It’s not just about the racing

January 7, 2019

“tis the season for country races and they’ve been well attended.

The Omakau gallops attracted more than 1,000 people but this and other country race days are under threat.

It might have been the last one, “if Winston has his way”.

But the Central Otago Racing Club would keep fighting hard to keep its annual Omakau gallops race meet, club president Tony Lepper said at the races yesterday.

The Central Otago club was one of those earmarked for closure in last year’s report from Australian administrator John Messara, who recommended seven tracks from Timaru south should stop holding thoroughbred race meetings.

But Mr Lepper said the Omakau gallops organisers were confident the meet would continue.

“It could be our last meeting, if Winston [Racing Minister Winston Peters] has his way, but I don’t think it will be … We’re planning on racing next year.
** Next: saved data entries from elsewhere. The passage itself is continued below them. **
//! Compensated summation in double-double precision.
//!
//! # Algorithm
//!
//! Kahan summation carries a correction term holding the low-order bits
//! lost by the previous addition and re-injects it into the next addend,
//! reducing the accumulated rounding error from O(n·ε) to O(ε) plus a term
//! of order n·ε².
//!
//! Reference: Kahan (1965), "Further Remarks on Reducing Truncation
//! Errors", *Communications of the ACM* 8(1), p. 40.

use crate::ddouble::DoubleDouble;

/// Running compensated sum.
///
/// Only the running total is observable through [`KahanSum::value`]; the
/// pending correction is internal state.
///
/// Non-finite addends are not special-cased: NaN and ±∞ propagate into the
/// total exactly as they would in a naive sum.
///
/// # Examples
/// ```
/// use u_ddstat::ddouble::DoubleDouble;
/// use u_ddstat::summation::KahanSum;
///
/// let mut acc = KahanSum::new();
/// for _ in 0..10 {
///     acc.add(DoubleDouble::from(1e20));
/// }
/// acc.add(DoubleDouble::ONE);
/// for _ in 0..10 {
///     acc.add(DoubleDouble::from(-1e20));
/// }
/// assert_eq!(acc.value(), DoubleDouble::ONE);
/// ```
#[derive(Debug, Clone, Copy, Default, PartialEq)]
pub struct KahanSum {
    total: DoubleDouble,
    correction: DoubleDouble,
}

impl KahanSum {
    /// Creates a zero-initialized accumulator.
    pub fn new() -> Self {
        Self::default()
    }

    /// Adds `value` to the running total.
    pub fn add(&mut self, value: DoubleDouble) {
        let d = value - self.correction;
        let t = self.total + d;
        self.correction = (t - self.total) - d;
        self.total = t;
    }

    /// Returns a new accumulator with both the total and the pending
    /// correction multiplied by `factor`.
    #[must_use]
    pub fn scale(&self, factor: DoubleDouble) -> Self {
        Self {
            total: self.total * factor,
            correction: self.correction * factor,
        }
    }

    /// The accumulated total.
    pub fn value(&self) -> DoubleDouble {
        self.total
    }
}

impl Extend<DoubleDouble> for KahanSum {
    fn extend<I: IntoIterator<Item = DoubleDouble>>(&mut self, iter: I) {
        for v in iter {
            self.add(v);
        }
    }
}

impl FromIterator<DoubleDouble> for KahanSum {
    fn from_iter<I: IntoIterator<Item = DoubleDouble>>(iter: I) -> Self {
        let mut acc = Self::new();
        acc.extend(iter);
        acc
    }
}

/// Compensated sum of a slice.
///
/// # Complexity
/// Time: O(n), Space: O(1)
pub fn kahan_sum(data: &[DoubleDouble]) -> DoubleDouble {
    data.iter().copied().collect::<KahanSum>().value()
}


#[cfg(test)]
mod proptests {
    use super::*;
    use proptest::prelude::*;

    proptest! {
        #![proptest_config(ProptestConfig::with_cases(300))]

        #[test]
        fn matches_exact_integer_sum(
            data in proptest::collection::vec(-1_000_000_i32..1_000_000, 0..200)
        ) {
            // Integer partial sums of this size are exact in double-double.
            let terms: Vec<DoubleDouble> = data.iter().map(|&x| DoubleDouble::from(x)).collect();
            let mut exact = DoubleDouble::ZERO;
            for &t in &terms {
                exact += t;
            }
            prop_assert_eq!(kahan_sum(&terms), exact);
        }

        #[test]
        fn order_does_not_matter(
            mut data in proptest::collection::vec(-1e3_f64..1e3, 1..100)
        ) {
            let thirds = |v: &[f64]| -> DoubleDouble {
                v.iter().map(|&x| DoubleDouble::from(x) / 3.0).collect::<KahanSum>().value()
            };
            let forward = thirds(&data);
            data.reverse();
            let backward = thirds(&data);
            prop_assert!((forward - backward).abs() < 1e-24);
        }
    }
}
//! HTTP client for the Quire resource store.
//!
//! Connects a [`quire_store::ResourceStore`] to the blogging API:
//! - [`ReqwestClient`]: the `reqwest` implementation of
//!   [`quire_store::HttpClient`], attaching the bearer token of the store's
//!   session
//! - [`decode_session`]: reads the `exp` claim of a compact JWT
//! - [`BlogApi`]: every endpoint of the API as cached reads and optimistic
//!   writes
//! - [`ClientConfig`]: base URL, timeout and endpoint paths
//! - [`ArticleDraft`], [`SignUp`]: forms that create resources

pub mod api;
pub mod auth;
pub mod config;
pub mod draft;
pub mod error;
pub mod http;

pub use api::BlogApi;
pub use auth::{Credentials, SignUp, decode_session};
pub use config::{ClientConfig, Endpoints};
pub use draft::ArticleDraft;
pub use error::{ClientError, ClientResult};
pub use http::ReqwestClient;
//! Store events delivered to views.
//!
//! Errors that cannot be returned to a caller (rolled-back mutations,
//! failed background revalidations, session expiry) are broadcast here.

use quire_types::{EntityKey, MutationId};
use tokio::sync::broadcast;

use crate::error::{FetchError, MutationFailed};

/// Something a view may want to surface (toast, inline message).
#[derive(Debug, Clone, PartialEq)]
pub enum StoreEvent {
    MutationCommitted { id: MutationId, key: EntityKey },
    MutationFailed(MutationFailed),
    /// A stale-while-revalidate refresh failed; the entry keeps its value.
    FetchFailed(FetchError),
    SessionExpired,
}

/// Broadcast channel for [`StoreEvent`]s.
#[derive(Debug, Clone)]
pub struct EventBus {
    tx: broadcast::Sender<StoreEvent>,
}

impl EventBus {
    pub fn new(capacity: usize) -> Self {
        let (tx, _) = broadcast::channel(capacity.max(1));
        Self { tx }
    }

    /// Returns a receiver for events emitted from now on.
    pub fn subscribe(&self) -> broadcast::Receiver<StoreEvent> {
        self.tx.subscribe()
    }

    /// Emits an event; dropped if nobody listens.
    pub(crate) fn emit(&self, event: StoreEvent) {
        let _ = self.tx.send(event);
    }
}

impl Default for EventBus {
    fn default() -> Self {
        Self::new(256)
    }
}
The minister may have different ideas, but we’re planning on carrying on.”

Mr Lepper said the Central Otago club had made a submission on the Messara report and a working group charged with analysing all the submissions was expected to report back to Mr Peters in February or March, about the same time as the 2020 racing calendar was set.

New Zealand Thoroughbred Racing would then decide which clubs would close, based on advice from Mr Peters and the working group, Mr Lepper said.

But Mr Lepper said country racing was vital to Central Otago and the broader racing community.

“It would be stupid to get rid of this meeting.

“This is where people are in the summer, they come up to Central . . . But more importantly, a lot of locals are involved in owning horses, and for a lot of people coming to the races in Central is their one and only experience at the races . . .

“This is where people get their love of racing, and that’s why country racing is important.

“As long as the trainers are prepared to come up here with their horses and we’re prepared to do our voluntary work to prepare the track, then this [race meet] should always continue into the future.” . . 

We were among the crowd of about 5,000 at the Kurow races a week ago and people there had the same strong feelings about the importance of the fixture for the racing and the community.

As  Kurow Jockey Club president Simon Williamson said.

. . .”It’s the biggest day in the Waitaki Valley,” he said. ”It’s a community day. And a lot of the people here aren’t racegoers, they’re holidaymakers camping around the lake having their annual day out, really.

”It’s huge – it’s for the community, it’s a get-together … everyone comes out and talks to their neighbours and their friends. It’s a great family get-together; there’s never any trouble; everyone brings their barbecues and their chilly bins.” . . 

Country race days aren’t just about the racing. They are social events which bring the community together and attract outsiders too.

Whatever the Messara report says, country people won’t let their race days go without a fight and the Minister who purports to be the region’s champion should take that seriously.

Throwing money around in the name of provincial growth will look even stupider he’s going to let his government kill off events that are such an important part of the social and economic fabric of rural communities.


365 days of gratitude

December 30, 2018

We joined several thousand people at the Kurow races today.

The dress code went from fully frocked-up flash to shorts and jandals summer casual.

My first and only bet was on a horse that finished towards the rear of the field but I was happy to consider the $20 it cost as the price of entertainment.

The crowd was good natured, entertainment was provided for children, and families were having fun.

It was a good, country race day and I’m grateful for the fun it provided.